An unlikely sports industry for greening, yet perhaps one with the most opportunity, is automobile racing. NASCAR launched the NASCAR Green program in 2008 as a comprehensive effort to reduce environmental impacts of everything from fossil fuel combustion to waste from race day events. The program has a strong focus on the use and promotion of alternative fuels, along with significant fan education programs. To better understand fan attitudes and behaviors related to environment, NASCAR commissioned several surveys of their fans to compare to the general population (NASCAR, personal communication, 2016). In a 2015 study, NASCAR found that their fans are environmentally aware, with the majority expressing an obligation to protect the environment and a personal responsibility toward climate change mitigation. Four out of five NASCAR fans surveyed were aware of the NASCAR Green program, and most of those recognized it as a sign that NASCAR cared about the environment. A significant component of NASCAR Green involves the transition to alternative fuels, mainly ethanol. This appeared to have significant effect on fans, as most supported the use of ethanol blends in NASCAR race cars, as well as their own cars. In addition, NASCAR fans were 35 percent more likely to recognize ethanol as a renewable fuel than non-fans, likely due to the support and promotion of ethanol by NASCAR. 21

The direct private return of partnerships in a transition to alternative fuels may be limited in the near term, there are clear social benefits, and sources of indirect private return given fan awareness, involvement, and adoption beyond spectators of the sport. The exposure of new automobile technology to a large and interested fan base will be attractive to corporate sponsors and potentially new groups of fans, both of which contribute to indirect private returns, in addition to social benefits from the conversion to alternative fuels.

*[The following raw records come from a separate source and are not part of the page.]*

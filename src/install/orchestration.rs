//! The installation pipeline
//!
//! Release index query → download → install → permission fix → cleanup →
//! verification → bootstrap. Each step runs to completion before the next
//! one starts. Any error before bootstrap ends the run; the staging directory
//! is owned by [`StagedBinary`](super::download::StagedBinary) and
//! disappears with it on every path.

use std::path::PathBuf;
use std::time::Duration;

use log::{debug, warn};

use super::binary_staging;
use super::bootstrap::{self, BootstrapStatus};
use super::console::Console;
use super::detection::{self, InstallationState};
use super::download::{self, Platform, ReleaseClient, ResolvedAsset};
use super::error::InstallError;
use super::privilege::{self, PrivilegeMode, PrivilegedFileOp};
use crate::config::InstallerConfig;

/// What a successful run produced
#[derive(Debug, Clone)]
pub struct InstallOutcome {
    pub target: PathBuf,
    pub asset: ResolvedAsset,
    pub replaced_existing: bool,
    pub bootstrap: BootstrapStatus,
}

pub struct Installer {
    config: InstallerConfig,
    releases: ReleaseClient,
    downloads: reqwest::Client,
    file_ops: Box<dyn PrivilegedFileOp>,
    platform: Platform,
}

impl Installer {
    /// Build an installer for the detected privilege level
    pub fn new(config: InstallerConfig) -> Result<Self, InstallError> {
        let mode = PrivilegeMode::detect();
        let file_ops = privilege::file_ops_for(mode, &config.elevation_command)?;
        Self::with_file_ops(config, file_ops)
    }

    /// Build an installer around explicit file operations
    pub fn with_file_ops(
        config: InstallerConfig,
        file_ops: Box<dyn PrivilegedFileOp>,
    ) -> Result<Self, InstallError> {
        config
            .validate()
            .map_err(|e| InstallError::Config(format!("{e:#}")))?;

        let releases = ReleaseClient::new(&config.api_base, &config.network)?;
        let downloads = download::download_client(&config.network)?;

        Ok(Self {
            config,
            releases,
            downloads,
            file_ops,
            platform: Platform::detect(),
        })
    }

    pub fn config(&self) -> &InstallerConfig {
        &self.config
    }

    pub fn privilege_mode(&self) -> PrivilegeMode {
        self.file_ops.mode()
    }

    /// Resolve the download URL of the configured asset
    pub async fn resolve(&self) -> Result<ResolvedAsset, InstallError> {
        resolve_with(&self.releases, &self.config, self.platform).await
    }

    /// Run the whole pipeline
    pub async fn run(&self, console: &Console) -> Result<InstallOutcome, InstallError> {
        let target = self.config.target_path();
        console.info(self.privilege_mode().describe());

        let replaced_existing = match detection::check_installation_state(&target) {
            InstallationState::NotInstalled => false,
            InstallationState::Installed => {
                console.info(format!("Existing installation at {} will be replaced", target.display()));
                true
            }
            InstallationState::Damaged if target.is_dir() => {
                return Err(InstallError::install(
                    &target,
                    "a directory is in the way, remove it or choose another target_name",
                ));
            }
            InstallationState::Damaged => {
                console.warn(format!(
                    "{} exists but is not executable, it will be overwritten",
                    target.display()
                ));
                true
            }
        };

        console.info(format!("Looking up latest release of {}...", self.config.repository));
        let asset = self.resolve().await?;
        console.info(format!("Found {} ({})", asset.name, asset.release_tag));

        console.info(format!("Downloading {}...", asset.url));
        let staged = download::download_asset(
            &self.downloads,
            &asset,
            &self.config.asset_name,
            self.config.temp_root.as_deref(),
            Duration::from_secs(self.config.network.download_inactivity_timeout_secs),
        )
        .await?;

        binary_staging::make_executable(&staged)?;

        console.info(format!("Installing to {}...", target.display()));
        self.file_ops.ensure_dir(&self.config.install_dir)?;
        self.file_ops.copy_file(staged.path(), &target)?;
        self.file_ops.set_executable(&target)?;

        let staging_dir = staged.dir().to_path_buf();
        if let Err(e) = staged.cleanup() {
            warn!("Failed to remove staging directory {}: {e}", staging_dir.display());
        }

        detection::verify_installed(&target)?;
        console.success(format!("Installed {}", target.display()));

        let bootstrap = if self.config.run_setup {
            console.info(format!("Running '{} {}'...", self.config.target_name, self.config.setup_command));
            bootstrap::run_setup(&target, &self.config.setup_command).await
        } else {
            BootstrapStatus::Skipped
        };

        Ok(InstallOutcome {
            target,
            asset,
            replaced_existing,
            bootstrap,
        })
    }
}

/// Resolve the configured asset without preparing an installer
pub async fn resolve_asset(config: &InstallerConfig) -> Result<ResolvedAsset, InstallError> {
    let releases = ReleaseClient::new(&config.api_base, &config.network)?;
    resolve_with(&releases, config, Platform::detect()).await
}

async fn resolve_with(
    releases: &ReleaseClient,
    config: &InstallerConfig,
    platform: Platform,
) -> Result<ResolvedAsset, InstallError> {
    let release = releases
        .fetch_release(&config.repository, config.release_tag.as_deref())
        .await?;
    debug!(
        "Release {} of {} lists {} assets",
        release.tag_name,
        config.repository,
        release.assets.len()
    );
    Ok(download::select_asset(&release, &config.asset_name, platform)?)
}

Individual sports and associations

Although there are many individual sports with their own underlying governing associations, two stand out in terms of global participation by players and interest and income levels of their fans: golf and tennis. The leagues (i.e., PGA, LPGA, USTA, WTA) and facilities often lead the way in terms of environmental action, but athletes compete individually and often obtain sponsorship at an individual level. Unlike league sports, the players can negotiate equipment and clothing contracts individually, as well as succeed or fail in competition individually, drawing fans at the athlete, rather than a team level. Although golf and tennis are both individually played sports, the environmental initiatives often appear motivated at the league or association level. We treat the two sports in turn.

Golf

Golf, as an exclusively outdoor sport dependent on green spaces, is in a unique position with respect to environment. Although the sport is dependent on the aesthetics of the natural landscape, it has also come under intense criticism for not adhering to the environmental needs of local communities and ecosystems. 22 From excessive water use in drought-stricken or desert regions to the destruction of coral reefs from excessive fertilizer use (“Scientists Report,” 2013), golf has taken its hits. At the same time, given the dependence of the sport on natural resource quality and the relatively wealthy fan and participant base, golf is ideally positioned to invest in water conservation, sustainable landscaping, and environmental education.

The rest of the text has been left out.